Ce parcours marial se concentre sur la liturgie des XVIIe et XVIIIe siècles en Italie. Avec comme ancêtre tutélaire Monteverdi, et comme épigone inattendu Stravinski.
Et surtout, au cœur de ce répertoire point tout à fait inconnu, on trouve un Salve Regina d’Alessandro Melani dont le disque monographique nous avait, l’année dernière, réjouit le cœur. Le dialogue entre la soprano et le chœur est empreint d’une désolation tendre, d’une douce compassion, faisant songer aux larmes des statues de marbre.

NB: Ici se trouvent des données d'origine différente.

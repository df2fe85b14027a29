//! Cancellable periodic session ticks.
//!
//! A [`TickScheduler`] hands out one [`TickHandle`] per scheduled run. Every
//! tick carries the handle's [`TickToken`], so the owner can tell a live tick
//! from one that was already queued when the handle was cancelled.

use std::sync::atomic::{AtomicBool, AtomicU64, Ordering};
use std::sync::mpsc::Sender;
use std::sync::{Arc, Mutex};
use std::thread;
use std::time::Duration;

use crate::runtime::AppEvent;

static NEXT_TOKEN: AtomicU64 = AtomicU64::new(1);

/// Identifies one scheduled tick run
#[derive(Debug, Clone, Copy, PartialEq, Eq, Hash)]
pub struct TickToken(u64);

impl TickToken {
    pub fn next() -> Self {
        TickToken(NEXT_TOKEN.fetch_add(1, Ordering::Relaxed))
    }

    pub fn get(&self) -> u64 {
        self.0
    }
}

/// Handle to a scheduled tick run. Dropping it cancels the run.
#[derive(Debug)]
pub struct TickHandle {
    token: TickToken,
    cancelled: Arc<AtomicBool>,
}

impl TickHandle {
    pub fn new(token: TickToken) -> Self {
        Self {
            token,
            cancelled: Arc::new(AtomicBool::new(false)),
        }
    }

    pub fn token(&self) -> TickToken {
        self.token
    }

    pub fn cancel(&self) {
        if !self.cancelled.swap(true, Ordering::SeqCst) {
            tracing::debug!(token = self.token.get(), "tick handle cancelled");
        }
    }

    pub fn is_cancelled(&self) -> bool {
        self.cancelled.load(Ordering::SeqCst)
    }

    fn flag(&self) -> Arc<AtomicBool> {
        Arc::clone(&self.cancelled)
    }
}

impl Drop for TickHandle {
    fn drop(&mut self) {
        self.cancel();
    }
}

/// Something that can start a periodic tick run
pub trait TickScheduler: Send {
    fn schedule(&mut self, period: Duration) -> TickHandle;
}

/// Production scheduler: one sleeper thread per handle, feeding the app event channel
#[derive(Debug, Clone)]
pub struct ThreadTickScheduler {
    tx: Sender<AppEvent>,
}

impl ThreadTickScheduler {
    pub fn new(tx: Sender<AppEvent>) -> Self {
        Self { tx }
    }
}

impl TickScheduler for ThreadTickScheduler {
    fn schedule(&mut self, period: Duration) -> TickHandle {
        let handle = TickHandle::new(TickToken::next());
        let token = handle.token();
        let cancelled = handle.flag();
        let tx = self.tx.clone();

        thread::spawn(move || loop {
            thread::sleep(period);
            if cancelled.load(Ordering::SeqCst) {
                break;
            }
            if tx.send(AppEvent::SessionTick(token)).is_err() {
                break;
            }
        });

        tracing::debug!(token = token.get(), ?period, "tick thread scheduled");
        handle
    }
}

#[derive(Debug, Default)]
struct ManualLog {
    scheduled: Vec<TickToken>,
    handles: Vec<(TickToken, Arc<AtomicBool>)>,
}

/// Deterministic scheduler for tests: nothing ticks on its own, the test
/// delivers ticks by token. Clones share the same log.
#[derive(Debug, Clone, Default)]
pub struct ManualTickScheduler {
    log: Arc<Mutex<ManualLog>>,
}

impl ManualTickScheduler {
    pub fn new() -> Self {
        Self::default()
    }

    /// Every token handed out so far, oldest first
    pub fn scheduled(&self) -> Vec<TickToken> {
        self.log
            .lock()
            .map(|log| log.scheduled.clone())
            .unwrap_or_default()
    }

    pub fn last_token(&self) -> Option<TickToken> {
        self.scheduled().last().copied()
    }

    /// Tokens whose handle has not been cancelled (or dropped) yet
    pub fn live_tokens(&self) -> Vec<TickToken> {
        self.log
            .lock()
            .map(|log| {
                log.handles
                    .iter()
                    .filter(|(_, flag)| !flag.load(Ordering::SeqCst))
                    .map(|(token, _)| *token)
                    .collect()
            })
            .unwrap_or_default()
    }
}

impl TickScheduler for ManualTickScheduler {
    fn schedule(&mut self, _period: Duration) -> TickHandle {
        let handle = TickHandle::new(TickToken::next());
        if let Ok(mut log) = self.log.lock() {
            log.scheduled.push(handle.token());
            log.handles.push((handle.token(), handle.flag()));
        }
        handle
    }
}
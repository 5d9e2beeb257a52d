//! Matrix inverse by LU and column-wise substitution.
//!
//! Column `j` of `A⁻¹` solves `A x = e_j`: the basis vector is permuted by
//! the pivot sequence, forward-substituted through unit-lower `L`, then
//! back-substituted through `U`.
//!
//! With the default `singular_tol` of zero a matrix is singular when `U`
//! has an exact zero on its diagonal, the same test the solvers use, so a
//! determinant that merely underflows does not count. A positive tolerance
//! instead compares `|det| <= singular_tol`. What happens next is the caller's choice
//! through [`SingularPolicy`]: an explicit [`KError::Singular`], or a
//! `NaN`-filled matrix for callers that rely on sentinel propagation.

use num_traits::{Float, NumCast};

use crate::config::{LinalgOptions, SingularPolicy};
use crate::core::traits::MatShape;
use crate::error::{KError, KResult};
use crate::linalg::lu::{lu, LuFactor};
use crate::matrix::{DenseMat, MatView};

/// Inverse with default options (singular matrices are an error).
pub fn inverse<T: Float>(a: MatView<'_, T>) -> KResult<DenseMat<T>> {
    inverse_with(a, &LinalgOptions::default())
}

pub fn inverse_with<T: Float>(a: MatView<'_, T>, opts: &LinalgOptions) -> KResult<DenseMat<T>> {
    let n = a.require_square("inverse")?;
    let factor = lu(a);
    let det = factor.determinant()?;
    let singular = if opts.singular_tol > 0.0 {
        let tol = <T as NumCast>::from(opts.singular_tol).unwrap_or_else(T::zero);
        det.abs() <= tol
    } else {
        factor.diagonal().iter().any(|d| *d == T::zero())
    };

    if singular {
        log::warn!("inverse: {n}x{n} matrix is singular (det = {:?})", det.to_f64());
        return match opts.singular {
            SingularPolicy::Error => Err(KError::Singular),
            SingularPolicy::NanFill => Ok(DenseMat::filled(n, n, T::nan())),
        };
    }

    Ok(invert_factor(&factor))
}

/// Assemble `A⁻¹` from a square factor with a nonzero `U` diagonal.
pub(crate) fn invert_factor<T: Float>(factor: &LuFactor<T>) -> DenseMat<T> {
    let n = factor.rows();
    let mut out = DenseMat::zeros(n, n);
    let mut x = vec![T::zero(); n];
    for j in 0..n {
        for (xi, &src) in x.iter_mut().zip(factor.pivot()) {
            *xi = if src == j { T::one() } else { T::zero() };
        }
        factor.substitute(&mut x);
        for (i, &xi) in x.iter().enumerate() {
            out[(i, j)] = xi;
        }
    }
    out
}
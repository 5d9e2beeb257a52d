use thiserror::Error;

// Unified error type for numkern

#[derive(Error, Debug, Clone, PartialEq)]
pub enum KError {
    #[error("shape mismatch: {0}")]
    ShapeMismatch(String),
    #[error("singular matrix (determinant is zero)")]
    Singular,
    #[error("solve error: {0}")]
    SolveError(String),
    #[error("zero pivot at row {0}")]
    ZeroPivot(usize),
    #[error("empty input: {0}")]
    EmptyInput(&'static str),
    #[error("invalid normalization flag {0}, expected 0 (population) or 1 (sample)")]
    InvalidFlag(u8),
    #[error("invalid dimension {0}, expected 0 (columns) or 1 (rows)")]
    InvalidDim(u8),
}

pub type KResult<T> = Result<T, KError>;
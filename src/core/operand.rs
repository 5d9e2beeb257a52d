//! Shape-tagged operands.
//!
//! Callers decide at the boundary whether they hold a scalar, a flat
//! sequence or a rectangular grid; the kernel dispatches on the tag with an
//! exhaustive `match` and never inspects data to guess a shape.

use crate::config::Dim;
use crate::error::{KError, KResult};
use crate::matrix::{DenseMat, MatView};

/// Borrowed input of any supported shape.
#[derive(Debug, Clone, Copy)]
pub enum Operand<'a, T> {
    Scalar(T),
    Sequence(&'a [T]),
    Grid(MatView<'a, T>),
}

/// Owned result of any supported shape.
#[derive(Debug, Clone, PartialEq)]
pub enum Value<T> {
    Scalar(T),
    Sequence(Vec<T>),
    Grid(DenseMat<T>),
}

impl<T: Copy> Value<T> {
    pub fn as_scalar(&self) -> Option<T> {
        match self {
            Value::Scalar(x) => Some(*x),
            _ => None,
        }
    }

    /// Flat contents in row-major order.
    pub fn to_vec(&self) -> Vec<T> {
        match self {
            Value::Scalar(x) => vec![*x],
            Value::Sequence(v) => v.clone(),
            Value::Grid(m) => m.as_slice().to_vec(),
        }
    }
}

impl<'a, T: Copy> Operand<'a, T> {
    /// Apply `f` to every element, keeping the shape.
    pub fn map<F: FnMut(T) -> T>(&self, mut f: F) -> Value<T> {
        match self {
            Operand::Scalar(x) => Value::Scalar(f(*x)),
            Operand::Sequence(xs) => Value::Sequence(xs.iter().map(|&x| f(x)).collect()),
            Operand::Grid(m) => {
                let data = m.as_slice().iter().map(|&x| f(x)).collect();
                Value::Grid(DenseMat::from_parts(m.rows(), m.cols(), data))
            }
        }
    }

    /// Reduce each lane to one value.
    ///
    /// A sequence reduces to a scalar. A grid reduces to a `1 x cols` row
    /// along [`Dim::Columns`] or a `rows x 1` column along [`Dim::Rows`].
    /// A scalar is treated as a one-element lane.
    pub fn reduce_along<F>(&self, dim: Dim, mut f: F) -> KResult<Value<T>>
    where
        F: FnMut(&[T]) -> KResult<T>,
    {
        match self {
            Operand::Scalar(x) => Ok(Value::Scalar(f(std::slice::from_ref(x))?)),
            Operand::Sequence(xs) => Ok(Value::Scalar(f(*xs)?)),
            Operand::Grid(m) => {
                let out = match dim {
                    Dim::Columns => {
                        let vals = (0..m.cols()).map(|j| f(&m.column(j))).collect::<KResult<Vec<_>>>()?;
                        DenseMat::from_parts(1, m.cols(), vals)
                    }
                    Dim::Rows => {
                        let vals = (0..m.rows()).map(|i| f(m.row(i))).collect::<KResult<Vec<_>>>()?;
                        DenseMat::from_parts(m.rows(), 1, vals)
                    }
                };
                Ok(Value::Grid(out))
            }
        }
    }

    /// Replace each lane by `f(lane)`, which must return a lane of the same length.
    pub fn transform_along<F>(&self, dim: Dim, mut f: F) -> KResult<Value<T>>
    where
        F: FnMut(&[T]) -> KResult<Vec<T>>,
    {
        let lane_len_err = |got: usize, want: usize| {
            KError::ShapeMismatch(format!("lane transform returned {got} values, expected {want}"))
        };
        match self {
            Operand::Scalar(x) => {
                let out = f(std::slice::from_ref(x))?;
                out.first().copied().map(Value::Scalar).ok_or_else(|| lane_len_err(0, 1))
            }
            Operand::Sequence(xs) => {
                let out = f(*xs)?;
                if out.len() != xs.len() {
                    return Err(lane_len_err(out.len(), xs.len()));
                }
                Ok(Value::Sequence(out))
            }
            Operand::Grid(m) => {
                let mut out = m.to_dense();
                match dim {
                    Dim::Columns => {
                        for j in 0..m.cols() {
                            let lane = f(&m.column(j))?;
                            if lane.len() != m.rows() {
                                return Err(lane_len_err(lane.len(), m.rows()));
                            }
                            for (i, v) in lane.into_iter().enumerate() {
                                out[(i, j)] = v;
                            }
                        }
                    }
                    Dim::Rows => {
                        for i in 0..m.rows() {
                            let lane = f(m.row(i))?;
                            if lane.len() != m.cols() {
                                return Err(lane_len_err(lane.len(), m.cols()));
                            }
                            out.row_mut(i).copy_from_slice(&lane);
                        }
                    }
                }
                Ok(Value::Grid(out))
            }
        }
    }
}
//! Shared-memory parallelism.
//!
//! With the `rayon` feature the kernel splits independent output rows of
//! matrix products and covariance across rayon's global pool. Without it,
//! every routine runs serially and [`should_parallelize`] is always false.

use crate::config::LinalgOptions;

/// True when `work` multiply-adds justify going parallel.
pub fn should_parallelize(work: usize, opts: &LinalgOptions) -> bool {
    cfg!(feature = "rayon") && work >= opts.parallel_threshold
}

#[cfg(feature = "rayon")]
pub mod rayon_pool;
#[cfg(feature = "rayon")]
pub use rayon_pool::{init_thread_pool, num_threads};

Dans cette pièce frappe l’adéquation stylistique du Concerto Italiano, qui sait admirablement adapter timbre et ligne à ce baroque flamboyant, quand dans Monteverdi prévaut une netteté parfaite, une austérité où l’ornement produit un effet sensible tout différent. Degré supplémentaire dans cette expansion avec le Magnificat de Soler, chanté de façon très dramatique, quasi-théâtrale, avec des timbres volontairement brunis et forcés.
Autant le Magnificat du Romain Bencini semble, dans sa beauté calme, un rien conventionnel, autant le Salve Regina de son contemporain et confrère Alessandro Scarlatti démontre, au gré des interprétations, sa profondeur : Alessandrini en propose une lecture extrêmement recueillie, moins monacale qu’Alan Curtis l’an dernier, mais plus savoureuse et colorée que Gérard Lesne.
Le Magnificat de Carissimi permet au Concerto Italiano de retrouver derrière le propos sacré l’affect du madrigal : cette célébration mariale est moins incantation que conversation intime, entrelacs de confidences. C’est cette veine que cultive Stravinski dans son Ave Maria, dont il faut bien dire qu’il tient davantage du pastiche que de l’expression personnelle.